===== Supplied information =====
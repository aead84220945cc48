//! Abstract Syntax Tree.
#![allow(missing_docs)]

pub(crate) mod display;
pub mod escape;

#[cfg(any(test, feature = "arbitrary"))]
pub mod arbitrary;

/// Program
///
/// ```text
/// Program ::= {FunctionDef}
/// ```
#[derive(Debug, Clone, PartialEq, Eq, Default)]
pub struct Program {
    pub decls: Vec<Loc<FunctionDef>>,
}

/// Function Definition
///
/// ```text
/// FunctionDef ::= Type IDENT "(" [Params] ")" Block
/// Params      ::= Param {"," Param}
/// ```
#[derive(Debug, Clone, PartialEq, Eq)]
pub struct FunctionDef {
    pub ret_ty: Loc<Type>,
    pub name: Loc<String>,
    pub params: Vec<Loc<Param>>,
    pub body: Loc<Block>,
}

/// Function Parameter
///
/// ```text
/// Param ::= Type IDENT
/// ```
#[derive(Debug, Clone, PartialEq, Eq)]
pub struct Param {
    pub ty: Loc<Type>,
    pub name: Loc<String>,
}

/// Basic Type
///
/// ```text
/// Type ::= "int" | "char" | "bool"
/// ```
#[derive(Debug, Clone, Copy, PartialEq, Eq)]
pub enum Type {
    Int,
    Char,
    Bool,
}

/// Block
///
/// ```text
/// Block ::= "{" {Stmt} "}"
/// ```
#[derive(Debug, Clone, PartialEq, Eq, Default)]
pub struct Block {
    pub stmts: Vec<Loc<Stmt>>,
}

/// Statement
///
/// ```text
///   Stmt ::= MatchedStmt
///          | OpenStmt
///   MatchedStmt ::= VarDecl ";"
///          | Expr ";"
///          | "return" [Expr] ";"
///          | Block
///          | "if" "(" Expr ")" MatchedStmt "else" MatchedStmt
///          | "while" "(" Expr ")" MatchedStmt
///          | ForHead MatchedStmt
///   OpenStmt ::= "if" "(" Expr ")" Stmt
///          | "if" "(" Expr ")" MatchedStmt "else" OpenStmt
///          | "while" "(" Expr ")" OpenStmt
///          | ForHead OpenStmt
///   ForHead ::= "for" "(" [ForInit] ";" [Expr] ";" [Expr] ")"
/// ```
#[derive(Debug, Clone, PartialEq, Eq)]
pub enum Stmt {
    VarDecl(VarDecl),
    Expr(Expr),
    Block(Block),
    If(If),
    While(While),
    For(For),
    Return(Return),
}

/// Variable Declaration
///
/// ```text
/// VarDecl ::= Type IDENT ["=" Expr]
/// ```
#[derive(Debug, Clone, PartialEq, Eq)]
pub struct VarDecl {
    pub ty: Loc<Type>,
    pub name: Loc<String>,
    pub init: Option<Expr>,
}

#[derive(Debug, Clone, PartialEq, Eq)]
pub struct If {
    pub cond: Expr,
    pub then: Box<Loc<Stmt>>,
    pub els: Option<Box<Loc<Stmt>>>,
}

#[derive(Debug, Clone, PartialEq, Eq)]
pub struct While {
    pub cond: Expr,
    pub body: Box<Loc<Stmt>>,
}

#[derive(Debug, Clone, PartialEq, Eq)]
pub struct For {
    pub init: Option<ForInit>,
    pub cond: Option<Expr>,
    pub update: Option<Expr>,
    pub body: Box<Loc<Stmt>>,
}

/// Init clause of a `for` loop.
///
/// ```text
/// ForInit ::= VarDecl | Expr
/// ```
#[derive(Debug, Clone, PartialEq, Eq)]
pub enum ForInit {
    VarDecl(Loc<VarDecl>),
    Expr(Expr),
}

#[derive(Debug, Clone, PartialEq, Eq)]
pub struct Return {
    pub expr: Option<Expr>,
}

/// Expression
///
/// ```text
/// Expr       ::= LOrExpr "=" Expr | LOrExpr
/// LOrExpr    ::= LAndExpr | LOrExpr "||" LAndExpr
/// LAndExpr   ::= EqExpr | LAndExpr "&&" EqExpr
/// EqExpr     ::= RelExpr | EqExpr ("==" | "!=") RelExpr
/// RelExpr    ::= AddExpr | RelExpr ("<" | ">" | "<=" | ">=") AddExpr
/// AddExpr    ::= MulExpr | AddExpr ("+" | "-") MulExpr
/// MulExpr    ::= UnaryExpr | MulExpr ("*" | "/" | "%") UnaryExpr
/// UnaryExpr  ::= PrimaryExpr | UnaryOp UnaryExpr
/// PrimaryExpr ::= "(" Expr ")" | IDENT | CallExpr | Literal
/// ```
#[derive(Debug, Clone, PartialEq, Eq)]
pub enum Expr {
    Assign(Loc<Assignment>),
    Call(Loc<FunctionCall>),
    Binary(BinaryExpr),
    Unary(UnaryExpr),
    Ident(Loc<String>),
    Literal(Literal),
}

impl Located for Expr {
    fn line(&self) -> Option<u32> {
        match self {
            Expr::Assign(assign) => assign.line(),
            Expr::Call(call) => call.line(),
            Expr::Binary(binary) => binary.lhs.line().or(binary.op.line()),
            Expr::Unary(unary) => unary.op.line(),
            Expr::Ident(ident) => ident.line(),
            Expr::Literal(lit) => lit.line(),
        }
    }
}

/// Assignment
///
/// The grammar accepts any expression on the left, but only an identifier
/// is a valid target.
#[derive(Debug, Clone, PartialEq, Eq)]
pub struct Assignment {
    pub lval: Box<Expr>,
    pub rval: Box<Expr>,
}

/// Function Call Expression
///
/// ```text
/// CallExpr ::= IDENT "(" [Args] ")"
/// Args     ::= Expr {"," Expr}
/// ```
#[derive(Debug, Clone, PartialEq, Eq)]
pub struct FunctionCall {
    pub name: Loc<String>,
    pub args: Vec<Expr>,
}

#[derive(Debug, Clone, PartialEq, Eq)]
pub struct BinaryExpr {
    pub op: Loc<BinaryOp>,
    pub lhs: Box<Expr>,
    pub rhs: Box<Expr>,
}

#[derive(Debug, Clone, PartialEq, Eq)]
pub struct UnaryExpr {
    pub op: Loc<UnaryOp>,
    pub expr: Box<Expr>,
}

/// Literal
///
/// ```text
/// Literal ::= INT_CONST | CHAR_CONST | STRING_CONST | "true" | "false"
/// ```
#[derive(Debug, Clone, PartialEq, Eq)]
pub enum Literal {
    Number(Loc<i64>),
    Char(Loc<char>),
    Str(Loc<String>),
    Bool(Loc<bool>),
}

impl Located for Literal {
    fn line(&self) -> Option<u32> {
        match self {
            Literal::Number(n) => n.line(),
            Literal::Char(c) => c.line(),
            Literal::Str(s) => s.line(),
            Literal::Bool(b) => b.line(),
        }
    }
}

/// Unary Operator
///
/// ```text
/// UnaryOp ::= "+" | "-" | "!"
/// ```
#[derive(Debug, Clone, Copy, PartialEq, Eq)]
pub enum UnaryOp {
    Pos,
    Neg,
    Not,
}

/// Binary Operator
///
/// ```text
/// BinaryOp ::= "+" | "-" | "*" | "/" | "%" | "==" | "!=" | "<" | "<=" | ">" | ">=" | "&&" | "||"
/// ```
#[derive(Debug, Clone, Copy, PartialEq, Eq)]
pub enum BinaryOp {
    Add,
    Sub,
    Mul,
    Div,
    Mod,
    Eq,
    Ne,
    Lt,
    Le,
    Gt,
    Ge,
    LAnd,
    LOr,
}

impl NonLocated for Program {}
impl NonLocated for FunctionDef {}
impl NonLocated for Param {}
impl NonLocated for Type {}
impl NonLocated for Block {}
impl NonLocated for Stmt {}
impl NonLocated for VarDecl {}
impl NonLocated for Assignment {}
impl NonLocated for FunctionCall {}
impl NonLocated for UnaryOp {}
impl NonLocated for BinaryOp {}
impl NonLocated for i64 {}
impl NonLocated for char {}
impl NonLocated for bool {}
impl NonLocated for String {}

/// Syntax unit with line information.
pub trait Located {
    /// Source line of the syntax unit, starting from 1.
    fn line(&self) -> Option<u32>;
}

/// AST nodes that do not themselves contain line information
/// and thus should be enclosed within the [`Loc<T>`] struct.
pub trait NonLocated {
    /// Attach a source line to the syntax unit.
    fn at_line(self, line: Option<u32>) -> Loc<Self>
    where
        Self: Sized,
    {
        Loc { line, node: self }
    }

    /// Wrap a syntax unit that has no source position, e.g. one created
    /// by an obfuscation pass.
    fn unlocated(self) -> Loc<Self>
    where
        Self: Sized,
    {
        self.at_line(None)
    }
}

/// Attach a source line to a syntax unit.
///
/// The line is diagnostic only: two `Loc`s compare equal whenever their
/// nodes do, so whole trees can be compared regardless of where they came
/// from.
#[derive(Debug, Clone, Copy, Eq)]
pub struct Loc<T> {
    /// Source line, starting from 1.
    pub line: Option<u32>,
    /// Inner syntax unit.
    pub node: T,
}

impl<T> Loc<T> {
    /// Create a located syntax unit.
    pub fn new(line: Option<u32>, node: T) -> Self {
        Self { line, node }
    }

    /// Transform the inner syntax unit, keeping the line.
    pub fn map<U>(self, f: impl FnOnce(T) -> U) -> Loc<U> {
        Loc {
            line: self.line,
            node: f(self.node),
        }
    }
}

impl<T: PartialEq> PartialEq for Loc<T> {
    fn eq(&self, other: &Self) -> bool {
        self.node == other.node
    }
}

impl<T> Located for Loc<T> {
    fn line(&self) -> Option<u32> {
        self.line
    }
}

impl<T> std::fmt::Display for Loc<T>
where
    T: std::fmt::Display,
{
    fn fmt(&self, f: &mut std::fmt::Formatter<'_>) -> std::fmt::Result {
        write!(f, "{}", &self.node)
    }
}

/// Maps byte offsets of a source text to line numbers.
#[derive(Debug, Clone)]
pub struct LineIndex {
    starts: Vec<usize>,
}

impl LineIndex {
    /// Index the line starts of `source`.
    pub fn new(source: &str) -> Self {
        let starts = std::iter::once(0)
            .chain(source.match_indices('\n').map(|(i, _)| i + 1))
            .collect();
        Self { starts }
    }

    /// Line containing the byte at `offset`, starting from 1.
    pub fn line(&self, offset: usize) -> Option<u32> {
        let line = self.starts.partition_point(|&start| start <= offset);
        u32::try_from(line).ok()
    }
}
=====
What this task involves> Among the entries above, identify all lines with "FunctionCall" and copy them.

Result of this exercise>
    Call(Loc<FunctionCall>),
pub struct FunctionCall {
impl NonLocated for FunctionCall {}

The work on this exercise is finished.